Os Cientistas criaram um teste primeiro--seu-amável em uma disposição do microchip que ajudasse médicos a afiar seus diagnósticos para pacientes com a doença de cegueira conhecida como o pigmentosa da retinite (RP). A técnica da selecção provou ser segura e eficaz na redução de custos.
Na introdução de Setembro da Oftalmologia Investigatório & da Ciência Visual (IOVS), em cientistas no Departamento do U-M da Oftalmologia e no relatório de Ciências Visual no arRP-I que arranja em seqüência a disposição, a primeira tecnologia para seleccionar simultaneamente para mutações em genes múltiplos em uma única plataforma.
Esta é uma ferramenta nova para cientistas e médicos igualmente, diz o autor principal e o cientista Radha Ayyagari de Kellogg, Ph.D. “Para as doenças que são associadas com os genes múltiplos, como o RP, nós têm agora um método novo e mais rápido para identificar a base genética subjacente. Isto é igualmente útil em analisar testes padrões complexos da herança e para compreender como os genes causais puderam interagir um com o otro.”

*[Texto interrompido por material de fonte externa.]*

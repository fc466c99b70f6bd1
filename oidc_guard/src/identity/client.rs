use async_trait::async_trait;

use super::errors::IdentityError;
use super::types::{
    AuthCodeTokenRequest, AuthCodeUrlRequest, OboRequest, SilentRequest, TokenResponse,
};

/// Confidential client operations against the identity provider.
#[async_trait]
pub trait IdentityClient: Send + Sync + 'static {
    /// Builds the URL the browser is sent to for interactive sign-in.
    async fn get_authorization_url(
        &self,
        request: &AuthCodeUrlRequest,
    ) -> Result<String, IdentityError>;

    /// Redeems an authorization code.
    async fn exchange_code_for_tokens(
        &self,
        request: &AuthCodeTokenRequest,
    ) -> Result<TokenResponse, IdentityError>;

    /// Returns a token from cache or via refresh. Fails with
    /// [`IdentityError::InteractionRequired`] when the user has to sign in again.
    async fn acquire_token_silently(
        &self,
        request: &SilentRequest,
    ) -> Result<TokenResponse, IdentityError>;

    async fn acquire_token_on_behalf_of(
        &self,
        request: &OboRequest,
    ) -> Result<TokenResponse, IdentityError>;

    /// Forgets every token held for the account, e.g. on sign-out.
    async fn remove_account(&self, home_account_id: &str);
}
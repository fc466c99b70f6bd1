//! Middleware functions for protecting application routes.
//!
//! All of them are meant for [`axum::middleware::from_fn_with_state`]. The session
//! middlewares take `Arc<AuthProvider>` as state, the token middlewares take a
//! [`ResourceState`] naming the downstream resource.

use axum::extract::{OriginalUri, Request, State};
use axum::middleware::Next;
use axum::response::{IntoResponse, Redirect, Response};
use axum_extra::headers::{Authorization, HeaderMapExt, authorization::Bearer};
use http::{HeaderMap, StatusCode, Uri, header::WWW_AUTHENTICATE};
use oidc_guard::{AccessDecision, AuthProvider, TokenAcquisition};
use std::sync::Arc;

use super::error::{IntoResponseError, error_redirect, unauthorized_redirect};
use super::session::{AuthAccount, RequestSession, ResourceAccessToken};

/// State for [`acquire_token`] and [`acquire_token_on_behalf_of`].
#[derive(Clone)]
pub struct ResourceState {
    provider: Arc<AuthProvider>,
    resource: String,
}

impl ResourceState {
    pub fn new(provider: Arc<AuthProvider>, resource: impl Into<String>) -> Self {
        Self {
            provider,
            resource: resource.into(),
        }
    }
}

fn original_uri(req: &Request) -> Uri {
    req.extensions()
        .get::<OriginalUri>()
        .map(|uri| uri.0.clone())
        .unwrap_or_else(|| req.uri().clone())
}

// Path as the client sent it, before any nesting stripped a prefix
fn request_path(req: &Request) -> String {
    original_uri(req).path().to_string()
}

fn request_target(req: &Request) -> String {
    let uri = original_uri(req);
    uri.path_and_query()
        .map(|pq| pq.as_str().to_string())
        .unwrap_or_else(|| uri.path().to_string())
}

fn bearer_token(headers: &HeaderMap) -> Option<String> {
    headers
        .typed_get::<Authorization<Bearer>>()
        .map(|auth| auth.token().to_string())
}

fn bearer_challenge() -> Response {
    (
        StatusCode::UNAUTHORIZED,
        [(WWW_AUTHENTICATE, "Bearer")],
        "Unauthorized",
    )
        .into_response()
}

/// Loads the caller's session, or produces the redirect that ends the request.
async fn authenticated_session(
    provider: &AuthProvider,
    headers: &HeaderMap,
    path: &str,
) -> Result<RequestSession, Response> {
    match RequestSession::load(provider, headers).await {
        Ok(Some(request_session)) if request_session.session.is_authenticated => {
            Ok(request_session)
        }
        Ok(_) => {
            tracing::debug!("Unauthenticated request to {}", path);
            Err(unauthorized_redirect(provider).into_response())
        }
        Err(e) => Err(error_redirect(provider, &e).into_response()),
    }
}

fn insert_account(req: &mut Request, request_session: &RequestSession) {
    if let Some(account) = &request_session.session.account {
        req.extensions_mut().insert(AuthAccount(account.clone()));
    }
}

/// Lets signed-in sessions through and redirects everyone else to the unauthorized route.
pub async fn require_authentication(
    State(provider): State<Arc<AuthProvider>>,
    mut req: Request,
    next: Next,
) -> Response {
    let path = request_path(&req);
    let request_session = match authenticated_session(&provider, req.headers(), &path).await {
        Ok(request_session) => request_session,
        Err(response) => return response,
    };

    insert_account(&mut req, &request_session);
    next.run(req).await
}

/// Adds [`AuthAccount`] for signed-in sessions and lets every request through.
pub async fn optional_authentication(
    State(provider): State<Arc<AuthProvider>>,
    mut req: Request,
    next: Next,
) -> Response {
    let loaded = RequestSession::load(&provider, req.headers()).await;
    match loaded {
        Ok(Some(request_session)) if request_session.session.is_authenticated => {
            insert_account(&mut req, &request_session);
        }
        Ok(_) => {}
        Err(e) => tracing::warn!("Ignoring unreadable session: {}", e),
    }
    next.run(req).await
}

/// Enforces the access matrix entry for the requested path.
///
/// Routes without an entry only require a signed-in session. A groups overage is
/// resolved through the directory and the materialized groups are kept in the session.
pub async fn require_access(
    State(provider): State<Arc<AuthProvider>>,
    mut req: Request,
    next: Next,
) -> Response {
    let path = request_path(&req);
    let mut request_session = match authenticated_session(&provider, req.headers(), &path).await
    {
        Ok(request_session) => request_session,
        Err(response) => return response,
    };

    let method = req.method().clone();
    let before = request_session.session.clone();
    let decision = provider
        .check_access(&mut request_session.session, &method, &path)
        .await;

    if let AccessDecision::Deny(reason) = decision {
        tracing::warn!("Access to {} {} denied: {:?}", method, path, reason);
        return unauthorized_redirect(&provider).into_response();
    }

    if request_session.session != before {
        if let Err(e) = request_session
            .save(&provider, &mut HeaderMap::new())
            .await
        {
            return error_redirect(&provider, &e).into_response();
        }
    }

    insert_account(&mut req, &request_session);
    next.run(req).await
}

/// Validates the bearer token against the owned resource protecting the requested path.
pub async fn require_bearer_token(
    State(provider): State<Arc<AuthProvider>>,
    req: Request,
    next: Next,
) -> Response {
    let Some(token) = bearer_token(req.headers()) else {
        tracing::debug!("Missing bearer token");
        return bearer_challenge();
    };

    let path = request_path(&req);
    if !provider.is_token_valid(&token, &path).await {
        return bearer_challenge();
    }

    next.run(req).await
}

/// Makes a token for the configured resource available as [`ResourceAccessToken`].
///
/// When the user has to interact with the identity provider, the request is answered
/// with a redirect there and resumes at the same path once the redirect route completes.
pub async fn acquire_token(
    State(state): State<ResourceState>,
    mut req: Request,
    next: Next,
) -> Response {
    let provider = &state.provider;
    let path = request_path(&req);
    let mut request_session = match authenticated_session(provider, req.headers(), &path).await {
        Ok(request_session) => request_session,
        Err(response) => return response,
    };

    let target = request_target(&req);
    let acquisition = provider
        .acquire_token(&mut request_session.session, &state.resource, &target)
        .await;

    if let Err(e) = request_session.save(provider, &mut HeaderMap::new()).await {
        return error_redirect(provider, &e).into_response();
    }

    match acquisition {
        Ok(TokenAcquisition::Acquired(token)) => {
            insert_account(&mut req, &request_session);
            req.extensions_mut().insert(ResourceAccessToken {
                resource: state.resource.clone(),
                token,
            });
            next.run(req).await
        }
        Ok(TokenAcquisition::InteractionRequired { auth_url }) => {
            Redirect::to(&auth_url).into_response()
        }
        Err(e) => error_redirect(provider, &e).into_response(),
    }
}

/// Exchanges the caller's bearer token for one scoped to the configured resource.
///
/// Install after [`require_bearer_token`] so the incoming token is validated first.
pub async fn acquire_token_on_behalf_of(
    State(state): State<ResourceState>,
    mut req: Request,
    next: Next,
) -> Response {
    let Some(assertion) = bearer_token(req.headers()) else {
        return bearer_challenge();
    };

    let token = match state
        .provider
        .acquire_token_on_behalf_of(&assertion, &state.resource)
        .await
        .into_response_error()
    {
        Ok(token) => token,
        Err(rejection) => return rejection.into_response(),
    };

    req.extensions_mut().insert(ResourceAccessToken {
        resource: state.resource.clone(),
        token,
    });
    next.run(req).await
}
mod cookie;
mod errors;
mod repository;
mod types;

pub use cookie::{
    clear_session_cookie, get_session_id_from_headers, new_session_id, set_session_cookie,
};
pub use errors::SessionError;
pub use repository::{CacheSessionRepository, SessionRepository};
pub use types::{AuthSession, ResourceToken};
use async_trait::async_trait;
use std::collections::HashMap;
use std::time::{Duration, Instant};

use super::errors::StorageError;
use super::types::{CacheData, CacheStore, InMemoryCacheStore, cache_key};

impl InMemoryCacheStore {
    pub fn new() -> Self {
        tracing::info!("Creating new in-memory cache store");
        Self {
            entry: HashMap::new(),
        }
    }

    fn purge_expired(&mut self) {
        let now = Instant::now();
        self.entry.retain(|_, (_, expires_at)| *expires_at > now);
    }
}

impl Default for InMemoryCacheStore {
    fn default() -> Self {
        Self::new()
    }
}

#[async_trait]
impl CacheStore for InMemoryCacheStore {
    async fn init(&self) -> Result<(), StorageError> {
        Ok(())
    }

    async fn put_with_ttl(
        &mut self,
        prefix: &str,
        key: &str,
        value: CacheData,
        ttl: u64,
    ) -> Result<(), StorageError> {
        self.purge_expired();
        let expires_at = Instant::now() + Duration::from_secs(ttl);
        self.entry
            .insert(cache_key(prefix, key), (value, expires_at));
        Ok(())
    }

    async fn get(&self, prefix: &str, key: &str) -> Result<Option<CacheData>, StorageError> {
        let key = cache_key(prefix, key);
        Ok(self
            .entry
            .get(&key)
            .filter(|(_, expires_at)| *expires_at > Instant::now())
            .map(|(data, _)| data.clone()))
    }

    async fn remove(&mut self, prefix: &str, key: &str) -> Result<(), StorageError> {
        self.entry.remove(&cache_key(prefix, key));
        Ok(())
    }
}
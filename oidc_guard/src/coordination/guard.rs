use http::Method;

use crate::access::{
    AccessDecision, AccessRule, CredentialKind, DenyReason, claim_values, collect_member_ids,
    evaluate, has_overage_indicator, materialize_groups,
};
use crate::identity::{Account, SilentRequest};
use crate::session::AuthSession;

use super::errors::GuardError;
use super::provider::AuthProvider;

impl AuthProvider {
    /// Access rule configured for `path`, if any.
    pub fn access_rule(&self, path: &str) -> Option<&AccessRule> {
        self.settings
            .access_matrix
            .values()
            .find(|rule| rule.path == path)
    }

    /// Gate for a protected route. Routes without a rule only need authentication.
    pub async fn check_access(
        &self,
        session: &mut AuthSession,
        method: &Method,
        path: &str,
    ) -> AccessDecision {
        if !session.is_authenticated {
            return AccessDecision::Deny(DenyReason::NotAuthenticated);
        }

        let Some(rule) = self.access_rule(path).cloned() else {
            tracing::debug!("No access rule for {}", path);
            return AccessDecision::Allow;
        };

        self.check_access_rule(session, method, &rule).await
    }

    /// Evaluates `rule` against the session's claims, resolving a groups overage if needed.
    pub async fn check_access_rule(
        &self,
        session: &mut AuthSession,
        method: &Method,
        rule: &AccessRule,
    ) -> AccessDecision {
        if !session.is_authenticated {
            return AccessDecision::Deny(DenyReason::NotAuthenticated);
        }
        let Some(account) = session.account.as_ref() else {
            return AccessDecision::Deny(DenyReason::NotAuthenticated);
        };

        let kind = rule.credential_kind();
        let claims = &account.id_token_claims;

        if let Some(values) = claim_values(claims, kind.claim_name()) {
            return evaluate(method.as_str(), rule, &values, kind);
        }

        if kind == CredentialKind::Groups && has_overage_indicator(claims) {
            return self.resolve_overage(session, method, rule).await;
        }

        tracing::warn!("Account has no {} claim", kind.claim_name());
        AccessDecision::Deny(DenyReason::MissingClaim(kind.claim_name()))
    }

    /// Reads the full group list from the directory, stores it on the account and evaluates `rule`.
    ///
    /// Any failure denies access. Nothing is retried and the user is never sent to sign in.
    pub async fn resolve_overage(
        &self,
        session: &mut AuthSession,
        method: &Method,
        rule: &AccessRule,
    ) -> AccessDecision {
        let Some(account) = session.account.clone() else {
            return AccessDecision::Deny(DenyReason::NotAuthenticated);
        };

        let groups = match self.fetch_overage_groups(&account).await {
            Ok(groups) => groups,
            Err(e) => {
                e.log();
                return AccessDecision::Deny(DenyReason::DirectoryLookupFailed);
            }
        };

        tracing::info!("Resolved groups overage with {} groups", groups.len());
        let claims = materialize_groups(&account.id_token_claims, groups.clone());
        if let Some(account) = session.account.as_mut() {
            account.id_token_claims = claims;
        }

        evaluate(method.as_str(), rule, &groups, CredentialKind::Groups)
    }

    async fn fetch_overage_groups(&self, account: &Account) -> Result<Vec<String>, GuardError> {
        let directory = &self.settings.directory;

        let response = self
            .identity
            .acquire_token_silently(&SilentRequest {
                account: account.clone(),
                scopes: directory.scopes.clone(),
            })
            .await
            .map_err(|e| GuardError::DirectoryLookup(format!("Silent acquisition failed: {e}")))?;

        if response.access_token.is_empty() {
            return Err(GuardError::DirectoryLookup(
                "Empty directory access token".to_string(),
            ));
        }

        collect_member_ids(
            self.fetcher.as_ref(),
            &response.access_token,
            &directory.member_of_endpoint,
        )
        .await
        .map_err(|e| GuardError::DirectoryLookup(e.to_string()))
    }

    /// Validates a bearer token presented to `route_path` against the owned resource for that route.
    pub async fn is_token_valid(&self, token: &str, route_path: &str) -> bool {
        let Some(resource) = self
            .settings
            .owned_resources
            .values()
            .find(|resource| resource.path.as_deref() == Some(route_path))
        else {
            tracing::warn!("No owned resource protects {}", route_path);
            return false;
        };

        match self
            .validator
            .validate_access_token(token, &resource.scopes)
            .await
        {
            Ok(valid) => valid,
            Err(e) => {
                GuardError::TokenValidation(e).log();
                false
            }
        }
    }
}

O RP é um grupo de doenças, afetando um em cada 3.500 indivíduos, em que a degeneração retina conduz à cegueira ou à perda severa da visão.
Entre os sinais e os sintomas externos são a perda de visão periférica, a cegueira de noite, e os resultados anormais de um electrorretinograma (ERG), um teste que meça a actividade elétrica e a função da retina. Um paciente com o formulário recessivo autosomal da doença (arRP) herdou um gene de cada pai, nenhum de quem é afectado pelo RP.
É quase impossível identificar que formam da doença que um paciente tem através de um exame clínico apenas, notas John R. Heckenlively, M.D., um especialista na doença de olho herdada que igualmente participou no estudo.
“Identificar a mutação genética precisa responsável para a doença de um indivíduo permitirá nós forneçam um diagnóstico preciso, e este conhecimento igualmente permitirá que nós apliquem terapias genéticas como são desenvolvidas,” ele diz.
Alguns indícios aos tratamentos estão começando a emergir nos modelos animais, e os cientistas esperam as terapias futuras ser muito específicas ao tipo de RP.
“Talvez um paciente tirará proveito dramàtica de limitar a exposição ao sol ou à luz artificial, e outro usará determinadas vitaminas ou os suplementos para parar a progressão da doença,” diz Heckenlively. “Obter um diagnóstico molecular está indo ser muito importante na ajuda guiar nos próximos anos tratamentos gene-baseados para pacientes,” ele conclui.
O estudo de Ayyagari envolveu 70 indivíduos com um diagnóstico clínico do arRP. Trinta E Cinco não tinham sido seleccionados previamente, e 35 outro com mutações genéticas conhecidas foram seleccionados para validar os resultados.